Indexing the same field multiple times in a doc.

classic Classic list List threaded Threaded
4 messages Options
Reply | Threaded
Open this post in threaded view
|

Indexing the same field multiple times in a doc.

Erick Erickson
That's waaaaay cool. I'm not entirely clear on this point, but my test sure
worked out well. So I thought I'd see if the behavior I'm seeing is
expected. If so, way cool coding guys!

Here's the root question: "Am I reasonably safe, for a single document, in
thinking of indexing multiple chunks with the same field as being identical,
for all practical purposes, with indexing the field once with all the chunks
concatenated together?".

Details follow...

Background: I'm working with books now, so the 10,000 word limit isn't
acceptable. It is, of course, easy to bump it up via
IndexWriter.setMaxFieldLength, but I'd rather just break up the input stream
since I don't have a realistic expectation of putting an upper limit on the
size of a doc. So I experimented a bit with indexing the same field multiple
times in a document. It seems to me that everything "just works", at least
in my simple test case.

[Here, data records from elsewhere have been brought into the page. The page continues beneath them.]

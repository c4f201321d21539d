//! Scoring and ranking of canonical listings against a profile.
//!
//! The engine is a pure function of `(listing, profile, now)`: no I/O,
//! no clock reads, no hidden state. Each of the eight categories caps
//! the unweighted subtotal first and then applies the profile weight,
//! so a weight of 2.0 can at most double the capped contribution.

use ajh_core::phrase;
use ajh_core::{CanonicalListing, Profile, ScoreBreakdown, ScoredListing};
use chrono::{DateTime, Utc};
use serde::{Deserialize, Serialize};
use strsim::jaro_winkler;

pub mod tables;

pub use tables::{Adjacency, CulturePhrase, ScoringTables, TitlePoints};

const ADJACENCY_CAP: f64 = 10.0;
const COMPANY_TIER_CAP: f64 = 12.0;
const LOCATION_CAP: f64 = 20.0;
const TITLE_CAP: f64 = 18.0;
const SPONSORSHIP_CAP: f64 = 12.0;
const RECENCY_CAP: f64 = 10.0;
const CULTURE_CAP: f64 = 15.0;
const QUALITY_CAP: f64 = 12.0;

const ADJACENCY_POINTS: f64 = 2.0;
const SPONSORSHIP_POINTS_PER_PHRASE: f64 = 4.0;
const SPONSORSHIP_MAX_PHRASES: usize = 3;
const BAD_TITLE_PENALTY: f64 = 20.0;
const SOFT_SENIORITY_PENALTY: f64 = 5.0;

const PROFILE_TITLE_POINTS: f64 = 18.0;
const GENERALIZED_TITLE_POINTS: f64 = 14.0;
const PROFILE_ROLE_POINTS: f64 = 14.0;

/// Seniority prefixes stripped from a resume title to form its
/// generalized variant.
const SENIORITY_TITLE_PREFIXES: &[&str] = &[
    "junior ",
    "senior ",
    "lead ",
    "staff ",
    "principal ",
    "intern ",
    "graduate ",
    "mid-level ",
    "entry-level ",
];

/// Broad catch-alls appended to every preference list so a profile
/// with niche titles still matches ordinary postings.
const BROAD_TITLE_TERMS: &[(&str, f64)] = &[
    ("software engineer", 10.0),
    ("software developer", 10.0),
    ("developer", 8.0),
    ("engineer", 8.0),
];

const FIRST_LOCATION_POINTS: f64 = 15.0;
const OTHER_LOCATION_POINTS: f64 = 12.0;
const REMOTE_BONUS: f64 = 5.0;

const SALARY_POINTS: f64 = 5.0;
const LONG_DESCRIPTION_POINTS: f64 = 3.0;
const LONG_DESCRIPTION_CHARS: usize = 600;
const BENEFITS_POINTS: f64 = 4.0;

/// Two listings from different boards whose title and company read as
/// the same role. Flagged for the report, never dropped.
const DUPLICATE_FLAG_THRESHOLD: f64 = 0.90;

#[derive(Debug, Clone, Copy, Default)]
pub struct ScoringOptions {
    /// Apply a -5 penalty to excluded-seniority listings instead of
    /// relying solely on the hard ranking filter. Off by default; the
    /// hard filter remains authoritative either way.
    pub soft_seniority_penalty: bool,
}

#[derive(Debug, Clone)]
pub struct ScoringEngine {
    tables: ScoringTables,
    options: ScoringOptions,
}

impl Default for ScoringEngine {
    fn default() -> Self {
        Self::new(ScoringTables::default())
    }
}

impl ScoringEngine {
    pub fn new(tables: ScoringTables) -> Self {
        Self {
            tables,
            options: ScoringOptions::default(),
        }
    }

    pub fn with_options(tables: ScoringTables, options: ScoringOptions) -> Self {
        Self { tables, options }
    }

    pub fn tables(&self) -> &ScoringTables {
        &self.tables
    }

    /// Score one listing against one profile at the given instant.
    /// Callers must pass a normalized, validated profile.
    pub fn score(
        &self,
        listing: &CanonicalListing,
        profile: &Profile,
        now: DateTime<Utc>,
    ) -> ScoredListing {
        let title = phrase::fold(&listing.title);
        let body = phrase::fold(&format!("{} {}", listing.title, listing.description));
        let description = phrase::fold(&listing.description);
        let location = phrase::fold(&listing.location);

        let tier = self.tables.classify_company(&listing.company);
        let seniority = self.tables.detect_seniority(&listing.title);

        let weights = &profile.weights;
        let breakdown = ScoreBreakdown {
            skills: self.skills_subtotal(&body, profile) * weights.skills,
            company_tier: tier
                .map(|t| t.base_points().min(COMPANY_TIER_CAP))
                .unwrap_or(0.0)
                * weights.company_tier,
            location: self.location_subtotal(&location, listing.is_remote, profile)
                * weights.location,
            title_match: self.title_subtotal(&title, profile) * weights.title_match,
            sponsorship: self.sponsorship_subtotal(&description) * weights.sponsorship,
            recency: recency_subtotal(listing.date_posted, now) * weights.recency,
            culture: self.culture_subtotal(&body) * weights.culture,
            quality: self.quality_subtotal(listing, &description) * weights.quality,
            penalties: self.penalties(&title, seniority, profile),
        };

        ScoredListing {
            listing: listing.clone(),
            score: breakdown.total(),
            breakdown,
            tier,
            seniority,
        }
    }

    /// Direct skill matches are uncapped; adjacency credit for skills
    /// that did not match directly is capped on its own. Profile
    /// keywords count one point each, like a peripheral skill.
    fn skills_subtotal(&self, body: &str, profile: &Profile) -> f64 {
        let mut direct = 0.0;
        let mut adjacency = 0.0;
        for skill in &profile.skills {
            if phrase::contains_phrase(body, &skill.name) {
                direct += skill.tier.points();
            } else if let Some(related) = self.tables.adjacent_terms(&skill.name) {
                if related
                    .iter()
                    .any(|term| phrase::contains_phrase(body, term))
                {
                    adjacency += ADJACENCY_POINTS;
                }
            }
        }
        for keyword in &profile.keywords {
            if phrase::contains_phrase(body, keyword) {
                direct += 1.0;
            }
        }
        direct + adjacency.min(ADJACENCY_CAP)
    }

    /// Best single preferred-location match (first preference counting
    /// more than the rest) plus a remote bonus, capped.
    fn location_subtotal(&self, location: &str, is_remote: bool, profile: &Profile) -> f64 {
        let mut subtotal = 0.0;
        for (index, preferred) in profile.locations.iter().enumerate() {
            if phrase::contains_phrase(location, preferred) {
                subtotal = if index == 0 {
                    FIRST_LOCATION_POINTS
                } else {
                    OTHER_LOCATION_POINTS
                };
                break;
            }
        }
        if is_remote {
            subtotal += REMOTE_BONUS;
        }
        subtotal.min(LOCATION_CAP)
    }

    /// Highest single match wins; on equal points the earlier source
    /// wins (the profile-built preference list, then the fixed table
    /// in declaration order).
    fn title_subtotal(&self, title: &str, profile: &Profile) -> f64 {
        let mut best = 0.0;
        for pref in title_preferences(profile) {
            if phrase::contains_phrase(title, &pref.term) && pref.points > best {
                best = pref.points;
            }
        }
        for entry in &self.tables.title_points {
            if phrase::contains_phrase(title, &entry.term) && entry.points > best {
                best = entry.points;
            }
        }
        best.min(TITLE_CAP)
    }

    fn sponsorship_subtotal(&self, description: &str) -> f64 {
        let matched = phrase::count_matches(
            description,
            self.tables.sponsorship_phrases.iter().map(String::as_str),
        );
        let counted = matched.min(SPONSORSHIP_MAX_PHRASES) as f64;
        (counted * SPONSORSHIP_POINTS_PER_PHRASE).min(SPONSORSHIP_CAP)
    }

    fn culture_subtotal(&self, body: &str) -> f64 {
        let mut subtotal = 0.0;
        for entry in &self.tables.culture_phrases {
            if phrase::contains_phrase(body, &entry.term) {
                subtotal += entry.points;
            }
        }
        subtotal.min(CULTURE_CAP)
    }

    fn quality_subtotal(&self, listing: &CanonicalListing, description: &str) -> f64 {
        let mut subtotal = 0.0;
        if listing
            .salary_text
            .as_deref()
            .is_some_and(|s| !s.trim().is_empty())
        {
            subtotal += SALARY_POINTS;
        }
        if listing.description.chars().count() > LONG_DESCRIPTION_CHARS {
            subtotal += LONG_DESCRIPTION_POINTS;
        }
        if self
            .tables
            .benefits_phrases
            .iter()
            .any(|term| phrase::contains_phrase(description, term))
        {
            subtotal += BENEFITS_POINTS;
        }
        subtotal.min(QUALITY_CAP)
    }

    fn penalties(
        &self,
        title: &str,
        seniority: ajh_core::SeniorityLevel,
        profile: &Profile,
    ) -> f64 {
        let mut penalties = 0.0;
        if self
            .tables
            .bad_title_terms
            .iter()
            .any(|term| phrase::contains_phrase(title, term))
        {
            penalties += BAD_TITLE_PENALTY;
        }
        if self.options.soft_seniority_penalty && profile.excludes(seniority) {
            penalties += SOFT_SENIORITY_PENALTY;
        }
        penalties
    }
}

/// Posting-age buckets. A missing date earns nothing; a future-dated
/// posting is treated as freshly posted.
fn recency_subtotal(date_posted: Option<DateTime<Utc>>, now: DateTime<Utc>) -> f64 {
    let Some(posted) = date_posted else {
        return 0.0;
    };
    let hours = (now - posted).num_hours().max(0);
    let points: f64 = if hours <= 24 {
        10.0
    } else if hours <= 24 * 7 {
        6.0
    } else if hours <= 24 * 30 {
        3.0
    } else {
        0.0
    };
    points.min(RECENCY_CAP)
}

/// Build the merged title-preference list from a profile: each resume
/// title at full points, its seniority-stripped generalized form at 14,
/// the profile's role categories at 14, and the broad catch-alls
/// appended when the profile did not already name them. Earlier entries
/// win ties, so resume titles always outrank the catch-alls.
pub fn title_preferences(profile: &Profile) -> Vec<TitlePoints> {
    let mut prefs: Vec<TitlePoints> = Vec::new();
    let mut seen: std::collections::HashSet<String> = std::collections::HashSet::new();

    for title in &profile.titles {
        let term = phrase::fold(title.trim());
        if !term.is_empty() && seen.insert(term.clone()) {
            prefs.push(TitlePoints::new(term.clone(), PROFILE_TITLE_POINTS));
        }
        if let Some(generalized) = strip_seniority_prefix(&term) {
            if seen.insert(generalized.clone()) {
                prefs.push(TitlePoints::new(generalized, GENERALIZED_TITLE_POINTS));
            }
        }
    }
    for role in &profile.roles {
        let term = phrase::fold(role.trim());
        if !term.is_empty() && seen.insert(term.clone()) {
            prefs.push(TitlePoints::new(term, PROFILE_ROLE_POINTS));
        }
    }
    for (term, points) in BROAD_TITLE_TERMS {
        if seen.insert((*term).to_string()) {
            prefs.push(TitlePoints::new(*term, *points));
        }
    }
    prefs
}

fn strip_seniority_prefix(term: &str) -> Option<String> {
    for prefix in SENIORITY_TITLE_PREFIXES {
        if let Some(rest) = term.strip_prefix(prefix) {
            let rest = rest.trim_start();
            if !rest.is_empty() {
                return Some(rest.to_string());
            }
        }
    }
    None
}

/// A cross-board pair whose titles and companies read as the same role.
#[derive(Debug, Clone, PartialEq, Serialize, Deserialize)]
pub struct DuplicateFlag {
    pub first_url: String,
    pub second_url: String,
    pub similarity: f64,
}

/// Final ordered result set for one run, plus duplicate annotations.
#[derive(Debug, Clone, Serialize, Deserialize)]
pub struct RankedResults {
    pub listings: Vec<ScoredListing>,
    pub duplicates: Vec<DuplicateFlag>,
}

impl RankedResults {
    /// Digest view: listings at or above the threshold, in rank order.
    pub fn digest(&self, min_score: f64) -> Vec<&ScoredListing> {
        self.listings
            .iter()
            .filter(|s| s.score >= min_score)
            .collect()
    }
}

/// Deduplicate by `(source, url)` keeping the first occurrence, drop
/// excluded-seniority listings, then stable-sort by score descending.
/// Input order is the tie-break for equal scores.
pub fn rank_and_filter(scored: Vec<ScoredListing>, profile: &Profile) -> RankedResults {
    let mut seen: std::collections::HashSet<(String, String)> = std::collections::HashSet::new();
    let mut listings: Vec<ScoredListing> = Vec::with_capacity(scored.len());
    for item in scored {
        let key = (
            item.listing.source.as_str().to_string(),
            item.listing.url.clone(),
        );
        if !seen.insert(key) {
            continue;
        }
        if profile.excludes(item.seniority) {
            continue;
        }
        listings.push(item);
    }
    listings.sort_by(|a, b| b.score.total_cmp(&a.score));
    let duplicates = flag_duplicates(&listings);
    RankedResults {
        listings,
        duplicates,
    }
}

/// Pairwise similarity over different-board listings. Title carries
/// most of the weight; company breaks near-ties between similar roles
/// at different employers.
fn flag_duplicates(listings: &[ScoredListing]) -> Vec<DuplicateFlag> {
    let mut flags = Vec::new();
    for (i, a) in listings.iter().enumerate() {
        for b in &listings[i + 1..] {
            if a.listing.source == b.listing.source {
                continue;
            }
            let title_sim = jaro_winkler(
                &phrase::fold(&a.listing.title),
                &phrase::fold(&b.listing.title),
            );
            let company_sim = jaro_winkler(
                &phrase::fold(&a.listing.company),
                &phrase::fold(&b.listing.company),
            );
            let similarity = 0.7 * title_sim + 0.3 * company_sim;
            if similarity >= DUPLICATE_FLAG_THRESHOLD {
                flags.push(DuplicateFlag {
                    first_url: a.listing.url.clone(),
                    second_url: b.listing.url.clone(),
                    similarity,
                });
            }
        }
    }
    flags
}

This is one heck of a coincidence if not intended
behavior <G>, so all I'm asking is if anybody is surprised by this
(especially Otis, Chris, Erik, etc).

Please ignore the Field.Store, I realize it will probably have to be NO for
this app......

Lucene is fine with indexing the same field multiple times, like this....

    Document doc = new Document();
    doc.add(new Field("tokens", "one two three", Field.Store.YES,
Field.Index.TOKENIZED));

    doc.add(new Field("tokens", "four five six", Field.Store.YES,
Field.Index.TOKENIZED));
    writer.addDocument(doc);

What surprised me a bit is that SpanQueries work just fine this way. If I
create a span query for "two" and "five", this doc is found for some slop
factors and not found for other slop factors, just as though I indexed the
"tokens" field once with "one two three four five six".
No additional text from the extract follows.